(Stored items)
□ □ □ □ □

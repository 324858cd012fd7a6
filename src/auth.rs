//! Client-credential authentication.
//!
//! [`AuthProvider`] owns the process-wide [`SessionToken`]. Every refresh,
//! whether triggered by expiry or by a rejected request, goes through one
//! async mutex so concurrent callers share a single token exchange.

use std::sync::atomic::{AtomicU64, Ordering};
use std::sync::Arc;
use std::time::Duration;

use async_trait::async_trait;
use reqwest::Client;
use serde::{Deserialize, Serialize};
use tokio::sync::Mutex;
use tokio::time::Instant;
use url::Url;

use crate::config::{ApiEndpoints, Credentials};
use crate::error::{FiniteStateError, Result};

/// Tokens are treated as expired this long before the server says so.
const EXPIRY_SKEW: Duration = Duration::from_secs(30);

/// A bearer token plus the bookkeeping needed to tell fresh from stale.
#[derive(Clone)]
pub struct SessionToken {
    value: Arc<str>,
    generation: u64,
    expires_at: Option<Instant>,
}

impl std::fmt::Debug for SessionToken {
    fn fmt(&self, f: &mut std::fmt::Formatter<'_>) -> std::fmt::Result {
        f.debug_struct("SessionToken")
            .field("generation", &self.generation)
            .field("expires_at", &self.expires_at)
            .finish_non_exhaustive()
    }
}

impl SessionToken {
    /// Wrap a raw token value. Mostly useful for tests and static tokens.
    pub fn new(value: impl Into<Arc<str>>, generation: u64, expires_at: Option<Instant>) -> Self {
        Self {
            value: value.into(),
            generation,
            expires_at,
        }
    }

    /// The raw bearer value. Do not log this.
    pub fn secret(&self) -> &str {
        &self.value
    }

    /// Monotonic issue counter; higher means newer.
    pub fn generation(&self) -> u64 {
        self.generation
    }

    /// Whether the token should no longer be sent.
    pub fn is_expired(&self) -> bool {
        self.expires_at
            .is_some_and(|at| Instant::now() + EXPIRY_SKEW >= at)
    }
}

/// A token as returned by the token endpoint, before the provider stamps it.
#[derive(Debug, Clone, Deserialize)]
pub struct IssuedToken {
    /// Bearer value.
    pub access_token: String,
    /// Lifetime in seconds, when the endpoint reports one.
    #[serde(default)]
    pub expires_in: Option<u64>,
}

/// Exchanges credentials for a token.
#[async_trait]
pub trait TokenExchange: Send + Sync {
    /// Perform one exchange.
    async fn exchange(&self, credentials: &Credentials) -> Result<IssuedToken>;

    /// Forget `token`; the server rejected it or the caller invalidated it.
    async fn discard(&self, _credentials: &Credentials, _token: &str) {}
}

/// OAuth client-credentials exchange against the platform's token endpoint.
#[derive(Debug, Clone)]
pub struct HttpTokenExchange {
    http: Client,
    token_url: Url,
    audience: String,
}

#[derive(Serialize)]
struct TokenRequest<'a> {
    client_id: &'a str,
    client_secret: &'a str,
    audience: &'a str,
    grant_type: &'static str,
}

impl HttpTokenExchange {
    /// Create an exchange for the given endpoints.
    ///
    /// # Errors
    ///
    /// Returns an error if the token URL is invalid.
    pub fn new(endpoints: &ApiEndpoints) -> Result<Self> {
        let http = Client::builder()
            .timeout(Duration::from_secs(60))
            .build()
            .map_err(FiniteStateError::HttpError)?;
        Ok(Self {
            http,
            token_url: Url::parse(&endpoints.token_url)?,
            audience: endpoints.audience.clone(),
        })
    }
}

#[async_trait]
impl TokenExchange for HttpTokenExchange {
    #[tracing::instrument(skip_all, fields(client_id = credentials.client_id()))]
    async fn exchange(&self, credentials: &Credentials) -> Result<IssuedToken> {
        let body = TokenRequest {
            client_id: credentials.client_id(),
            client_secret: credentials.client_secret(),
            audience: &self.audience,
            grant_type: "client_credentials",
        };

        let response = self
            .http
            .post(self.token_url.clone())
            .json(&body)
            .send()
            .await
            .map_err(FiniteStateError::HttpError)?;

        let status = response.status();
        if !status.is_success() {
            let text = response.text().await.unwrap_or_default();
            return Err(FiniteStateError::Auth(format!(
                "token exchange returned {}: {text}",
                status.as_u16()
            )));
        }

        let issued: IssuedToken = response.json().await.map_err(FiniteStateError::HttpError)?;
        if issued.access_token.is_empty() {
            return Err(FiniteStateError::Auth(
                "token endpoint returned an empty access_token".to_string(),
            ));
        }
        Ok(issued)
    }
}

/// Caches the session token and serializes refreshes.
pub struct AuthProvider {
    credentials: Credentials,
    exchange: Arc<dyn TokenExchange>,
    cached: Mutex<Option<SessionToken>>,
    generation: AtomicU64,
    exchanges: AtomicU64,
}

impl std::fmt::Debug for AuthProvider {
    fn fmt(&self, f: &mut std::fmt::Formatter<'_>) -> std::fmt::Result {
        f.debug_struct("AuthProvider")
            .field("credentials", &self.credentials)
            .field("exchanges", &self.exchange_count())
            .finish_non_exhaustive()
    }
}

impl AuthProvider {
    /// Create a provider using the given exchange.
    pub fn new(credentials: Credentials, exchange: Arc<dyn TokenExchange>) -> Self {
        Self {
            credentials,
            exchange,
            cached: Mutex::new(None),
            generation: AtomicU64::new(0),
            exchanges: AtomicU64::new(0),
        }
    }

    /// Create a provider that talks to the platform's token endpoint.
    ///
    /// # Errors
    ///
    /// Returns an error if the token URL is invalid.
    pub fn http(credentials: Credentials, endpoints: &ApiEndpoints) -> Result<Self> {
        let exchange = HttpTokenExchange::new(endpoints)?;
        Ok(Self::new(credentials, Arc::new(exchange)))
    }

    /// Like [`AuthProvider::http`], but reuses tokens cached under `dir`.
    ///
    /// # Errors
    ///
    /// Returns an error if the token URL is invalid.
    pub fn http_cached(
        credentials: Credentials,
        endpoints: &ApiEndpoints,
        dir: impl Into<std::path::PathBuf>,
    ) -> Result<Self> {
        let exchange = HttpTokenExchange::new(endpoints)?;
        let cache = crate::token_cache::FileTokenCache::new(Arc::new(exchange), dir);
        Ok(Self::new(credentials, Arc::new(cache)))
    }

    /// The credentials this provider exchanges.
    pub fn credentials(&self) -> &Credentials {
        &self.credentials
    }

    /// How many token exchanges have been performed.
    pub fn exchange_count(&self) -> u64 {
        self.exchanges.load(Ordering::SeqCst)
    }

    /// Return the cached token, exchanging credentials if there is none or
    /// it has expired.
    ///
    /// # Errors
    ///
    /// Returns [`FiniteStateError::Auth`] if credentials are incomplete or the
    /// exchange is rejected.
    pub async fn get_token(&self) -> Result<SessionToken> {
        let mut cached = self.cached.lock().await;
        if let Some(token) = cached.as_ref().filter(|t| !t.is_expired()) {
            return Ok(token.clone());
        }
        if cached.is_some() {
            tracing::debug!("session token expired, refreshing");
        }
        let token = self.exchange_locked().await?;
        *cached = Some(token.clone());
        Ok(token)
    }

    /// Replace a token the server rejected.
    ///
    /// If another caller already refreshed past `stale`, the newer token is
    /// returned without a second exchange.
    ///
    /// # Errors
    ///
    /// Returns [`FiniteStateError::Auth`] if the exchange fails.
    pub async fn reissue(&self, stale: &SessionToken) -> Result<SessionToken> {
        let mut cached = self.cached.lock().await;
        if let Some(current) = cached.as_ref() {
            if current.generation > stale.generation && !current.is_expired() {
                tracing::debug!(
                    generation = current.generation,
                    "token already reissued by another task"
                );
                return Ok(current.clone());
            }
        }
        self.exchange.discard(&self.credentials, stale.secret()).await;
        let token = self.exchange_locked().await?;
        *cached = Some(token.clone());
        Ok(token)
    }

    /// Drop the cached token so the next call exchanges again.
    pub async fn invalidate(&self) {
        if let Some(token) = self.cached.lock().await.take() {
            self.exchange.discard(&self.credentials, token.secret()).await;
        }
    }

    /// Must be called with `cached` locked.
    async fn exchange_locked(&self) -> Result<SessionToken> {
        if !self.credentials.is_complete() {
            return Err(FiniteStateError::Auth(
                "client id and client secret are required".to_string(),
            ));
        }

        self.exchanges.fetch_add(1, Ordering::SeqCst);
        let issued = self.exchange.exchange(&self.credentials).await?;
        let generation = self.generation.fetch_add(1, Ordering::SeqCst) + 1;
        let expires_at = issued
            .expires_in
            .map(|secs| Instant::now() + Duration::from_secs(secs));

        tracing::info!(generation, "obtained session token");
        Ok(SessionToken::new(issued.access_token, generation, expires_at))
    }
}

#[cfg(test)]
mod tests {
    use super::*;
    use std::sync::atomic::AtomicU32;

    struct CountingExchange {
        calls: AtomicU32,
        expires_in: Option<u64>,
    }

    #[async_trait]
    impl TokenExchange for CountingExchange {
        async fn exchange(&self, _credentials: &Credentials) -> Result<IssuedToken> {
            let n = self.calls.fetch_add(1, Ordering::SeqCst) + 1;
            tokio::time::sleep(Duration::from_millis(10)).await;
            Ok(IssuedToken {
                access_token: format!("token-{n}"),
                expires_in: self.expires_in,
            })
        }
    }

    fn provider(expires_in: Option<u64>) -> (AuthProvider, Arc<CountingExchange>) {
        let exchange = Arc::new(CountingExchange {
            calls: AtomicU32::new(0),
            expires_in,
        });
        let provider = AuthProvider::new(
            Credentials::new("id", "secret", "org"),
            exchange.clone(),
        );
        (provider, exchange)
    }

    #[tokio::test]
    async fn test_token_is_cached() {
        let (provider, exchange) = provider(None);
        let first = provider.get_token().await.unwrap();
        let second = provider.get_token().await.unwrap();
        assert_eq!(first.secret(), second.secret());
        assert_eq!(exchange.calls.load(Ordering::SeqCst), 1);
    }

    #[tokio::test]
    async fn test_missing_credentials_is_auth_error() {
        let exchange = Arc::new(CountingExchange {
            calls: AtomicU32::new(0),
            expires_in: None,
        });
        let provider = AuthProvider::new(Credentials::new("", "", "org"), exchange.clone());
        let err = provider.get_token().await.unwrap_err();
        assert!(matches!(err, FiniteStateError::Auth(_)));
        assert_eq!(exchange.calls.load(Ordering::SeqCst), 0);
    }

    #[tokio::test]
    async fn test_reissue_replaces_stale_token() {
        let (provider, _) = provider(None);
        let stale = provider.get_token().await.unwrap();
        let fresh = provider.reissue(&stale).await.unwrap();
        assert_eq!(fresh.secret(), "token-2");
        assert!(fresh.generation() > stale.generation());
        assert_eq!(provider.get_token().await.unwrap().secret(), "token-2");
    }

    #[tokio::test]
    async fn test_concurrent_reissue_is_single_flight() {
        let (provider, exchange) = provider(None);
        let provider = Arc::new(provider);
        let stale = provider.get_token().await.unwrap();

        let a = {
            let provider = provider.clone();
            let stale = stale.clone();
            tokio::spawn(async move { provider.reissue(&stale).await })
        };
        let b = {
            let provider = provider.clone();
            let stale = stale.clone();
            tokio::spawn(async move { provider.reissue(&stale).await })
        };

        let a = a.await.unwrap().unwrap();
        let b = b.await.unwrap().unwrap();
        assert_eq!(a.secret(), b.secret());
        assert_eq!(exchange.calls.load(Ordering::SeqCst), 2);
    }

    #[tokio::test(start_paused = true)]
    async fn test_expired_token_refreshed_once_for_concurrent_callers() {
        let (provider, exchange) = provider(Some(60));
        let provider = Arc::new(provider);
        provider.get_token().await.unwrap();

        tokio::time::advance(Duration::from_secs(61)).await;

        let handles: Vec<_> = (0..2)
            .map(|_| {
                let provider = provider.clone();
                tokio::spawn(async move { provider.get_token().await })
            })
            .collect();
        for handle in handles {
            assert_eq!(handle.await.unwrap().unwrap().secret(), "token-2");
        }
        assert_eq!(exchange.calls.load(Ordering::SeqCst), 2);
    }

    #[test]
    fn test_token_debug_hides_value() {
        let token = SessionToken::new("super-secret", 1, None);
        assert!(!format!("{token:?}").contains("super-secret"));
    }
}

□ □ □ □ □

Instructions to follow - Read the records above. Show each line that has the string "Duration".

Result of this task -
use std::time::Duration;
const EXPIRY_SKEW: Duration = Duration::from_secs(30);
            .timeout(Duration::from_secs(60))
            .map(|secs| Instant::now() + Duration::from_secs(secs));
            tokio::time::sleep(Duration::from_millis(10)).await;
        tokio::time::advance(Duration::from_secs(61)).await;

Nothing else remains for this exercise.